An image of screens that allow guests at a hot spring inn to check the level of crowding in public areas while still in their rooms.(温泉旅館の各施設の混雑状況を部屋にいながら確認できる画面のイメージ)

 In a bid to help guests at hot spring inns avoid crowded areas and thereby prevent infections with the novel coronavirus, a system has been developed in which 3D cameras allow guests to monitor crowding from their rooms.
 "We want to help support hot spring inns suffering from the coronavirus pandemic," an official of the development company said.
 The system was developed by Aizu Computer Science Laboratories, Inc., in Aizu-wakamatsu, Fukushima Prefecture. The lab is headed by Masayuki Hisada, 45, a member of the first class at the University of Aizu, which opened in 1993 and specializes in computer science and engineering.
 "I would like for people to visit hot spring inns with peace of mind" thanks to this system, Hisada said.
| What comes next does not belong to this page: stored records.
//! Domain types for the planning pipeline
//!
//! Requirements and catalog records arrive from upstream collaborators and are
//! validated here. Packages and rankings are derived by the scoring engine.
//! Session ties them together and is the only type persisted.

mod catalog;
mod category;
mod package;
mod requirements;
mod session;
mod weights;

pub use catalog::{MAX_RATING, OptionsCatalog, VendorOption};
pub use category::{Category, Dimension};
pub use package::{CategoryBreakdown, Diagnostic, DimensionScore, Package, Ranking};
pub use requirements::{MAX_ATTENDEES, MAX_EVENT_DAYS, Requirements};
pub use session::{Confirmation, Session, Stage, VendorConfirmation};
pub use weights::{CategoryWeightOverrides, CategoryWeights, WeightOverrides, WeightProfile};

#[cfg(test)]
pub(crate) use requirements::fixtures;
//! Ranked packages and their score breakdowns

use rust_decimal::Decimal;
use serde::{Deserialize, Serialize};
use std::collections::BTreeMap;
use std::fmt;

use super::catalog::VendorOption;
use super::category::{Category, Dimension};
use super::weights::WeightProfile;

/// Normalized score for one dimension of one option
#[derive(Debug, Clone, PartialEq, Serialize, Deserialize)]
pub struct DimensionScore {
    pub dimension: Dimension,
    /// Raw signal the score was derived from
    pub raw: f64,
    /// Normalized score in [0, 1]
    pub score: f64,
    pub weight: f64,
}

/// One category's share of a package score
#[derive(Debug, Clone, PartialEq, Serialize, Deserialize)]
pub struct CategoryBreakdown {
    pub category: Category,
    pub option_id: String,
    pub importance: f64,
    /// None when every sub-weight is zero
    pub score: Option<f64>,
    /// importance-normalized share of the package score
    pub contribution: f64,
    pub dimensions: Vec<DimensionScore>,
    /// Why this category did not count toward the package score
    #[serde(default, skip_serializing_if = "Option::is_none")]
    pub excluded: Option<String>,
}

/// One option per required category with a computed score
#[derive(Debug, Clone, PartialEq, Serialize, Deserialize)]
pub struct Package {
    /// Derived from the selected option ids, stable across re-scoring
    pub package_id: String,
    /// 1-based position in the ranking
    pub rank: usize,
    /// Weighted score in [0, 1]
    pub score: f64,
    pub selections: BTreeMap<Category, VendorOption>,
    /// Cost of the package at requirement-derived quantities
    pub estimated_cost: Decimal,
    pub over_budget: bool,
    pub breakdown: Vec<CategoryBreakdown>,
    pub explanation: String,
}

impl Package {
    /// Build the id for a set of selections
    pub fn id_for<'a>(options: impl IntoIterator<Item = &'a VendorOption>) -> String {
        let ids: Vec<&str> = options.into_iter().map(|o| o.option_id.as_str()).collect();
        format!("pkg:{}", ids.join("+"))
    }

    pub fn selection(&self, category: Category) -> Option<&VendorOption> {
        self.selections.get(&category)
    }
}

/// Why a ranking carries no meaningful packages
#[derive(Debug, Clone, PartialEq, Eq, Serialize, Deserialize)]
#[serde(tag = "kind", rename_all = "snake_case")]
pub enum Diagnostic {
    /// A required category has no candidates in the catalog
    NoPackagesProducible { category: Category },
    /// No required category carries positive importance with defined scores
    NoMeaningfulRanking,
}

impl fmt::Display for Diagnostic {
    fn fmt(&self, f: &mut fmt::Formatter<'_>) -> fmt::Result {
        match self {
            Self::NoPackagesProducible { category } => {
                write!(f, "no packages producible: no {} options were found", category)
            }
            Self::NoMeaningfulRanking => {
                write!(f, "no meaningful ranking: every required category has zero weight")
            }
        }
    }
}

/// Result of scoring a catalog
#[derive(Debug, Clone, PartialEq, Serialize, Deserialize)]
pub struct Ranking {
    /// Best first
    pub packages: Vec<Package>,
    pub weights_used: WeightProfile,
    #[serde(default, skip_serializing_if = "Option::is_none")]
    pub diagnostic: Option<Diagnostic>,
    /// Packages scored before budget filtering and truncation
    pub considered: usize,
}

impl Ranking {
    pub fn top(&self) -> Option<&Package> {
        self.packages.first()
    }

    pub fn find(&self, package_id: &str) -> Option<&Package> {
        self.packages.iter().find(|p| p.package_id == package_id)
    }

    pub fn is_empty(&self) -> bool {
        self.packages.is_empty()
    }

    /// True when nothing fit the budget and the full set was returned flagged
    pub fn all_over_budget(&self) -> bool {
        !self.packages.is_empty() && self.packages.iter().all(|p| p.over_budget)
    }
}
//! Cart and line item records

use rust_decimal::Decimal;
use serde::{Deserialize, Serialize};
use std::fmt;

use crate::domain::{Category, VendorOption};

/// Cart lifecycle
#[derive(Debug, Clone, Copy, PartialEq, Eq, Serialize, Deserialize, Default)]
#[serde(rename_all = "snake_case")]
pub enum CartState {
    #[default]
    Empty,
    Built,
    Modified,
    /// Confirmed by checkout; no further changes
    Finalized,
}

impl fmt::Display for CartState {
    fn fmt(&self, f: &mut fmt::Formatter<'_>) -> fmt::Result {
        let s = match self {
            Self::Empty => "empty",
            Self::Built => "built",
            Self::Modified => "modified",
            Self::Finalized => "finalized",
        };
        f.pad(s)
    }
}

/// One priced, quantified selection
#[derive(Debug, Clone, PartialEq, Serialize, Deserialize)]
pub struct LineItem {
    pub line_id: String,
    pub category: Category,
    pub option: VendorOption,
    pub quantity: u32,
    pub unit_price: Decimal,
    /// unit_price x quantity
    pub line_total: Decimal,
}

impl LineItem {
    pub fn new(line_id: impl Into<String>, option: VendorOption, quantity: u32) -> Self {
        let unit_price = option.unit_price;
        Self {
            line_id: line_id.into(),
            category: option.category,
            option,
            quantity,
            unit_price,
            line_total: unit_price.saturating_mul(Decimal::from(quantity)),
        }
    }

    /// Refresh price and total from the option; None if the total overflows
    pub(crate) fn reprice(&mut self) -> Option<Decimal> {
        self.unit_price = self.option.unit_price;
        self.line_total = self.unit_price.checked_mul(Decimal::from(self.quantity))?;
        Some(self.line_total)
    }
}

/// Priced selection of vendor options
///
/// `total` always equals `subtotal + tax + fees`; every mutation goes through
/// [`super::CartBuilder`], which recomputes all four.
#[derive(Debug, Clone, PartialEq, Serialize, Deserialize)]
pub struct Cart {
    pub cart_id: String,
    /// Package the cart was built from, if any
    #[serde(default)]
    pub package_id: Option<String>,
    pub state: CartState,
    pub lines: Vec<LineItem>,
    pub subtotal: Decimal,
    pub tax: Decimal,
    pub fees: Decimal,
    pub total: Decimal,
    /// Sequence for the next generated line id
    pub next_line: u32,
    pub created_at: i64,
    pub updated_at: i64,
}

impl Cart {
    pub fn line(&self, line_id: &str) -> Option<&LineItem> {
        self.lines.iter().find(|l| l.line_id == line_id)
    }

    pub fn lines_in(&self, category: Category) -> impl Iterator<Item = &LineItem> {
        self.lines.iter().filter(move |l| l.category == category)
    }

    pub fn is_finalized(&self) -> bool {
        self.state == CartState::Finalized
    }

    /// total == subtotal + tax + fees and subtotal == sum of line totals
    pub fn is_balanced(&self) -> bool {
        let sum: Decimal = self.lines.iter().map(|l| l.line_total).sum();
        sum == self.subtotal && self.total == self.subtotal + self.tax + self.fees
    }

    pub(crate) fn allocate_line_id(&mut self) -> String {
        self.next_line += 1;
        format!("line-{}", self.next_line)
    }
}

/// A requested change to a built cart
#[derive(Debug, Clone, PartialEq, Eq, Serialize, Deserialize)]
#[serde(tag = "action", rename_all = "snake_case")]
pub enum CartModification {
    /// Add a catalog option; quantity defaults from requirements
    AddLineItem {
        option_id: String,
        #[serde(default)]
        quantity: Option<u32>,
    },
    RemoveLineItem {
        line_id: String,
    },
    ChangeQuantity {
        line_id: String,
        quantity: u32,
    },
    /// Replace a line's option with another in the same category
    SwapOption {
        line_id: String,
        option_id: String,
    },
}

impl CartModification {
    pub fn describe(&self) -> String {
        match self {
            Self::AddLineItem { option_id, .. } => format!("add {}", option_id),
            Self::RemoveLineItem { line_id } => format!("remove {}", line_id),
            Self::ChangeQuantity { line_id, quantity } => format!("set {} quantity to {}", line_id, quantity),
            Self::SwapOption { line_id, option_id } => format!("swap {} to {}", line_id, option_id),
        }
    }
}
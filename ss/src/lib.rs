//! SessionStore - keyed record store for pipeline state
//!
//! Holds serializable records grouped by collection. A store is either purely
//! in-memory or backed by a directory, in which case every write is mirrored
//! to disk and reloaded on the next open.
//!
//! # Layout
//!
//! ```text
//! .sessionstore/
//! └── {collection}/
//!     ├── {id}.json
//!     └── ...
//! ```
//!
//! # Example
//!
//! ```ignore
//! use sessionstore::Store;
//!
//! let mut store = Store::open(".sessionstore")?;
//! store.put(&session)?;
//! let loaded: Option<Session> = store.get(&session.id)?;
//! ```

mod record;
mod store;

pub use record::{Record, generate_id, now_ms};
pub use store::{Store, StoreStats};
//! Record trait and id/timestamp helpers

use serde::{Serialize, de::DeserializeOwned};

/// A value that can live in a [`Store`](crate::Store)
pub trait Record: Serialize + DeserializeOwned + Clone + Send + 'static {
    /// Unique id within the collection
    fn id(&self) -> &str;

    /// Last update timestamp (Unix milliseconds)
    fn updated_at(&self) -> i64;

    /// Collection (directory) name for this record type
    fn collection_name() -> &'static str;
}

/// Current time in Unix milliseconds
pub fn now_ms() -> i64 {
    chrono::Utc::now().timestamp_millis()
}

/// Generate a time-ordered id with a short prefix, e.g. `sess-0193f1c2...`
pub fn generate_id(prefix: &str) -> String {
    let uuid = uuid::Uuid::now_v7();
    format!("{}-{}", prefix, uuid.simple())
}

#[cfg(test)]
mod tests {
    use super::*;

    #[test]
    fn test_generate_id_has_prefix_and_is_unique() {
        let a = generate_id("sess");
        let b = generate_id("sess");
        assert!(a.starts_with("sess-"));
        assert_ne!(a, b);
    }

    #[test]
    fn test_now_ms_is_positive() {
        assert!(now_ms() > 0);
    }
}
 In the system, 3D cameras are installed in places that could become crowded with guests, such as a restaurant or a lobby, to find out how many people are there at any given time, the distances between people, and the number of people going in and out. The system then uses artificial intelligence to determine the level of crowding.
 Since it does not use infrared rays, it can also be used outside and in other locations where strong sun rays are present.
 As for a public bath in an inn, 3D cameras installed at the entrance will evaluate how many guests are going in and out to determine whether the bath is crowded.
 The number of people is shown on a TV screen in guest rooms along with video feed. When the number of people exceeds a certain level, the word "crowded" will be displayed.


 Another feature is the ability to display people as outlines or replace them with specific characters to prevent identification. Outlines are normally displayed in green, but as people get closer to each other, they turn red, and an automated voice will alert those who are too close to one another.
 The installation cost of the system is several hundreds of thousands of yen. Aizu Computer Science Laboratories is exploring ways to reduce burdens on inns, however, such as exploring the possibility of a subsidy.


 Many hot spring inns in the prefecture now limit the number of guests to prevent crowded and close-contact settings. Harataki Konjakutei in the Higashiyama Onsen hot spring resort in Aizu-wakamatsu now only accepts 50% of the capacity of its guest rooms.
 "We must come up with a mechanism that encourages guests to use facilities in inns at different times," said Harataki Konjakutei general manager Shigemi Hiraga, who is also deputy chairman of the Higashiyama Onsen Tourism Association.
 "That would usher us into a new era of coexisting with the novel coronavirus," Hiraga said.